ARs extracted from the SLE patients EHR dataset were evaluated by computing their support in the entire STRIDE EHR dataset. Selected ARs with the largest support were transformed into SQL queries, in order to retrieve matching patients from the STRIDE database.

Statistical analysis of the extracted ADE associations

Figures 2 and 3 show an overview of ATC drug classes associated by the ARs extracted in the third EHR experiment. We isolated every pair of ATC classes associated by ARs, i.e., one ATC class or one of its subclass is present in the left-hand side of the AR, and one is present in its right-hand side. Figure 2 shows the frequency of such associations and Fig. 3 shows, for the significant ones, the difference to the frequency obtained if the association would be random. For each pair (l,r) of ATC classes, we search for the set of rules of the form LR, such that l or one of its subclasses appears in L and r or one of its subclasses appears in R and compute their combined support. The combined support of a set of rules is the number of patients described by at least one of these rules. The combined support of all rules having class l in L or class r in R is also calculated and indicated at the beginning of each row for l classes and at the top of each column for r classes. Cells of the Fig. 2 indicate, for each (l,r), the ratio between (i) the combined support of ARs where l appears in L and r appears in R and (ii) the combined support of ARs where l appears in L. This ratio denotes how often the extracted rules associate an ADE where a drug from l with an ADE where drug from r is involved. Note that the total of all ratios is greater than 1 for each row as one rule can associate more than two ATC classes, and one patient can verify more than one rule. Fig. 3 shows significant (p<0.001, Z-test) deviations from the expected values of these ratios. For each ATC class appearing in right-hand sides of ARs, the expected ratio was computed as the combined support of rules where that class appears in the right-hand side divided by the combined support of all rules. A Z-test was used to assess significance at p<0.001 of such deviations.

Fig. 2
figure 2

Heatmap of the distribution of drug classes associations found in Experiment 3 within the EHR population. On the left, ATC classes appearing in the left-hand side of Association Rules (ARs) and the combined support of the corresponding rules. At the top, ATC classes appearing in the right-hand side of ARs and the combined support of the corresponding rules. Values in cells denote the ratio between (i) the combined support of ARs where the left ATC class appears in the left-hand side and the top ATC class appears in right-hand side; and (ii) the combined support of ARs where the left ATC class appears in the left-hand side. For instance, the combined support of rules where Beta-Blocking Agents (C07A) appears in the left-hand side is 39, and the combined support of the subset of these rules where High-Ceiling Diuretics (C03C) appears in the right-hand side is 72% (0.72) of 39

Fig. 3
figure 3

Statistical significance of the distribution of extracted ADE associations in Experiment 3 within the patient population.

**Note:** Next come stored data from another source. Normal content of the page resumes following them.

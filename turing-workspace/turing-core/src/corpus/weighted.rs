// turing-core/src/corpus/weighted.rs
//! One sentence from several channels at once.
//!
//! Channel chains are merged by weighted sum of their normalized transition
//! tables; the sentence length is bounded by the shortest and longest line
//! any contributing channel has seen.

use rand::rngs::StdRng;
use rand::{Rng, SeedableRng};
use std::collections::HashMap;
use std::sync::Arc;
use tracing::debug;

use super::cache::CorpusCache;
use super::channel_corpus::Corpus;
use super::markov::MarkovChain;
use crate::error::GenerateError;

pub struct WeightedGenerator {
    cache: Arc<CorpusCache>,
}

impl WeightedGenerator {
    pub fn new(cache: Arc<CorpusCache>) -> Self {
        Self { cache }
    }

    pub async fn generate(
        &self,
        weights: &HashMap<String, f64>,
        chain_order: usize,
    ) -> Result<String, GenerateError> {
        // `ThreadRng` is not `Send` and would be held across the loads.
        let mut rng = StdRng::from_entropy();
        self.generate_with(weights, chain_order, &mut rng).await
    }

    pub async fn generate_with<R: Rng + ?Sized>(
        &self,
        weights: &HashMap<String, f64>,
        chain_order: usize,
        rng: &mut R,
    ) -> Result<String, GenerateError> {
        if weights.is_empty() {
            return Err(GenerateError::EmptyCorpus);
        }
        let mut usable: Vec<(&str, f64)> = weights
            .iter()
            .filter(|(_, w)| w.is_finite() && **w > 0.0)
            .map(|(c, w)| (c.as_str(), *w))
            .collect();
        usable.sort_by(|a, b| a.0.cmp(b.0));
        if usable.is_empty() {
            return Err(GenerateError::EmptyCorpus);
        }

        for (channel, _) in &usable {
            self.cache.ensure_loaded(channel).await?;
        }

        let names: Vec<&str> = usable.iter().map(|(c, _)| *c).collect();
        let weight_of = |name: &str| {
            usable
                .iter()
                .find(|(c, _)| *c == name)
                .map_or(0.0, |(_, w)| *w)
        };
        let attempts = self.cache.attempts();
        let order = chain_order.max(1);

        if order == self.cache.order() {
            return self
                .cache
                .with_corpora(&names, |found| {
                    let parts: Vec<(&Corpus, f64)> = found
                        .into_iter()
                        .map(|(name, corpus)| (corpus, weight_of(name)))
                        .collect();
                    sample_combined(&parts, rng, attempts)
                })
                .await;
        }

        // Different order than the cache keeps: copy the lines out and train
        // temporary chains without holding the lock.
        let copied: Vec<(Vec<String>, f64)> = self
            .cache
            .with_corpora(&names, |found| {
                found
                    .into_iter()
                    .filter(|(_, corpus)| !corpus.is_empty())
                    .map(|(name, corpus)| (corpus.raw_messages().to_vec(), weight_of(name)))
                    .collect()
            })
            .await;
        debug!(order, channels = copied.len(), "training temporary chains");
        let trained: Vec<(Corpus, f64)> = copied
            .into_iter()
            .map(|(lines, w)| (Corpus::from_messages(order, &lines), w))
            .collect();
        let parts: Vec<(&Corpus, f64)> = trained.iter().map(|(c, w)| (c, *w)).collect();
        sample_combined(&parts, rng, attempts)
    }
}

fn sample_combined<R: Rng + ?Sized>(
    parts: &[(&Corpus, f64)],
    rng: &mut R,
    attempts: usize,
) -> Result<String, GenerateError> {
    let mut bounds: Option<(usize, usize)> = None;
    let mut models: Vec<(&MarkovChain, f64)> = Vec::with_capacity(parts.len());
    for (corpus, weight) in parts {
        let Some((lo, hi)) = corpus.length_bounds() else {
            continue;
        };
        bounds = Some(match bounds {
            Some((min, max)) => (min.min(lo), max.max(hi)),
            None => (lo, hi),
        });
        models.push((corpus.model(), *weight));
    }
    let (Some((min, max)), Some(model)) = (bounds, MarkovChain::combine(&models)) else {
        return Err(GenerateError::EmptyCorpus);
    };
    model
        .sample(rng, min, max, attempts)
        .ok_or(GenerateError::Exhausted { attempts })
}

The ratio in each cell of Fig. 2 was compared to its expected value assuming a proportional distribution of ATC classes in the right-hand side. Empty cells indicate that the difference between the observed and expected ratios is not significant (p>0.001, Z-test). Other cells show the difference between the observed and expected ratios, and this difference is significant (p<0.001, Z-test). p-values where computed using a standard normal table, assuming normal distributions centered on expected ratios


We present in this section the results of the experiments described previously. As the first two experiments make use of the tree structure of ICD-9-CM to simplify the representation of ADEs (as specified in Methods, FAERS phenotypes are mapped onto SNOMED CT rather than ICD-9-CM), they were applied only to the EHR dataset. The third experimental design offers a generalization of the approach to any drug and phenotype ontologies, and was applied to both the EHR and FAERS datasets. We thus present the results of four experiments: three experiments on our EHR dataset using all three experimental designs, and a fourth one on the FAERS dataset using the third experimental design.

Overview of results

The four experiments result in four concept lattices, from which we extract Association Rules (ARs) of the form LR. Empirically, we only retain ARs with a support of at least 5, and a confidence of at least 0.75. Table 8 presents some statistics about this process in our four experiments.

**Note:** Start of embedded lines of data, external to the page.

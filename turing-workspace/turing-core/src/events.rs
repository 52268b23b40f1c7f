// turing-core/src/events.rs
//! Chat events as they travel through the delay queue.

use chrono::{DateTime, Utc};
use serde::{Deserialize, Serialize};
use std::fmt;

/// Raw chat-platform user identifier. Never written to storage; see
/// [`crate::memory::hash_user`].
#[derive(Debug, Clone, PartialEq, Eq, Hash, PartialOrd, Ord, Serialize, Deserialize)]
#[serde(transparent)]
pub struct UserId(pub String);

/// Platform message identifier, used to match deletions to messages.
#[derive(Debug, Clone, PartialEq, Eq, Hash, PartialOrd, Ord, Serialize, Deserialize)]
#[serde(transparent)]
pub struct MessageId(pub String);

impl UserId {
    pub fn as_str(&self) -> &str {
        &self.0
    }
}

impl MessageId {
    pub fn as_str(&self) -> &str {
        &self.0
    }
}

impl From<&str> for UserId {
    fn from(s: &str) -> Self {
        Self(s.to_string())
    }
}

impl From<String> for UserId {
    fn from(s: String) -> Self {
        Self(s)
    }
}

impl From<&str> for MessageId {
    fn from(s: &str) -> Self {
        Self(s.to_string())
    }
}

impl From<String> for MessageId {
    fn from(s: String) -> Self {
        Self(s)
    }
}

impl fmt::Display for UserId {
    fn fmt(&self, f: &mut fmt::Formatter<'_>) -> fmt::Result {
        f.write_str(&self.0)
    }
}

impl fmt::Display for MessageId {
    fn fmt(&self, f: &mut fmt::Formatter<'_>) -> fmt::Result {
        f.write_str(&self.0)
    }
}

/// Event category. Variant order is the dequeue order among events that
/// became ready at the same time; see [`EventKind::priority`].
#[derive(Debug, Clone, Copy, PartialEq, Eq, Hash, PartialOrd, Ord, Serialize, Deserialize)]
#[serde(rename_all = "snake_case")]
pub enum EventKind {
    Ban,
    Unban,
    Censor,
    Message,
}

impl EventKind {
    /// Lower dequeues first. Bans and unbans share a level so an unban stays
    /// behind the ban it lifts.
    pub fn priority(self) -> u8 {
        match self {
            EventKind::Ban | EventKind::Unban => 0,
            EventKind::Censor => 1,
            EventKind::Message => 2,
        }
    }

    pub fn as_str(self) -> &'static str {
        match self {
            EventKind::Ban => "ban",
            EventKind::Unban => "unban",
            EventKind::Censor => "censor",
            EventKind::Message => "message",
        }
    }
}

#[derive(Debug, Clone, PartialEq, Eq)]
pub enum Payload {
    /// Ban or timeout. `expires` is `None` for a permanent ban.
    Ban {
        user: UserId,
        expires: Option<DateTime<Utc>>,
    },
    /// Closes the user's open ban or timeout as of the event time.
    Unban {
        user: UserId,
    },
    Censor {
        message: MessageId,
    },
    Message {
        user: UserId,
        message: MessageId,
        content: String,
    },
}

/// One chat event for one channel. Immutable once built.
#[derive(Debug, Clone, PartialEq, Eq)]
pub struct EventEnvelope {
    channel: String,
    timestamp: DateTime<Utc>,
    payload: Payload,
}

impl EventEnvelope {
    pub fn message(
        channel: impl Into<String>,
        user: impl Into<UserId>,
        message: impl Into<MessageId>,
        content: impl Into<String>,
        timestamp: DateTime<Utc>,
    ) -> Self {
        Self {
            channel: channel.into(),
            timestamp,
            payload: Payload::Message {
                user: user.into(),
                message: message.into(),
                content: content.into(),
            },
        }
    }

    pub fn ban(
        channel: impl Into<String>,
        user: impl Into<UserId>,
        expires: Option<DateTime<Utc>>,
        timestamp: DateTime<Utc>,
    ) -> Self {
        Self {
            channel: channel.into(),
            timestamp,
            payload: Payload::Ban {
                user: user.into(),
                expires,
            },
        }
    }

    pub fn unban(
        channel: impl Into<String>,
        user: impl Into<UserId>,
        timestamp: DateTime<Utc>,
    ) -> Self {
        Self {
            channel: channel.into(),
            timestamp,
            payload: Payload::Unban { user: user.into() },
        }
    }

    pub fn censor(
        channel: impl Into<String>,
        message: impl Into<MessageId>,
        timestamp: DateTime<Utc>,
    ) -> Self {
        Self {
            channel: channel.into(),
            timestamp,
            payload: Payload::Censor {
                message: message.into(),
            },
        }
    }

    pub fn kind(&self) -> EventKind {
        match self.payload {
            Payload::Ban { .. } => EventKind::Ban,
            Payload::Unban { .. } => EventKind::Unban,
            Payload::Censor { .. } => EventKind::Censor,
            Payload::Message { .. } => EventKind::Message,
        }
    }

    pub fn channel(&self) -> &str {
        &self.channel
    }

    pub fn timestamp(&self) -> DateTime<Utc> {
        self.timestamp
    }

    pub fn payload(&self) -> &Payload {
        &self.payload
    }

    pub fn into_parts(self) -> (String, DateTime<Utc>, Payload) {
        (self.channel, self.timestamp, self.payload)
    }
}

Table 8 Statistics about the processes of lattice building and Association Rule (AR) extraction, implemented in Java

We observe that the third experiment generates a much larger concept lattice from the EHR dataset than from the FAERS dataset, despite their similar number of patients. Nevertheless, we obtain after filtering only twice as many rules from the EHR dataset in comparison with the FAERS dataset. Moreover, rules extracted from FAERS have generally larger support values. These results can be explained by the differences between the two datasets: the EHR dataset is built from ADEs extracted from EHRs of patients diagnosed with SLE, while the FAERS dataset gathers ADEs reported from the general population. Futhermore, the higher number of ADEs per patient in the EHR dataset tends to increase similarities between patients, thus increasing the number of generated concepts.

Figures 2 and 3 show an overview of ATC drug classes present in ADEs associated by the ARs extracted in the third EHR experiment. Figure 2 shows the frequency of such associations and Fig. 3 shows, for the significant ones, the difference to the frequency obtained if the association would be random. Figure 3 highlights a few positive deviations from the expected association ratios. For instance, we find that ADEs involving Beta-Blocking Agents (C07A) are associated strongly with ADEs involving High-Ceiling Diuretics (C03C). Both classes of drugs are involved in antihypertensive therapy, either separately or in combination. Thus, it is likely that a certain number of patients are prescribed with these two classes of drugs. Our results suggest that among these patients, some could experience distinct ADEs involving each class. We also observe that ADEs involving Antithrombotic Agents (B01A) are significantly associated with other ADEs involving the same class of drugs. Thus, it appears that the proposed approach reveals significant associations of ADEs involving either the same or different classes of drugs.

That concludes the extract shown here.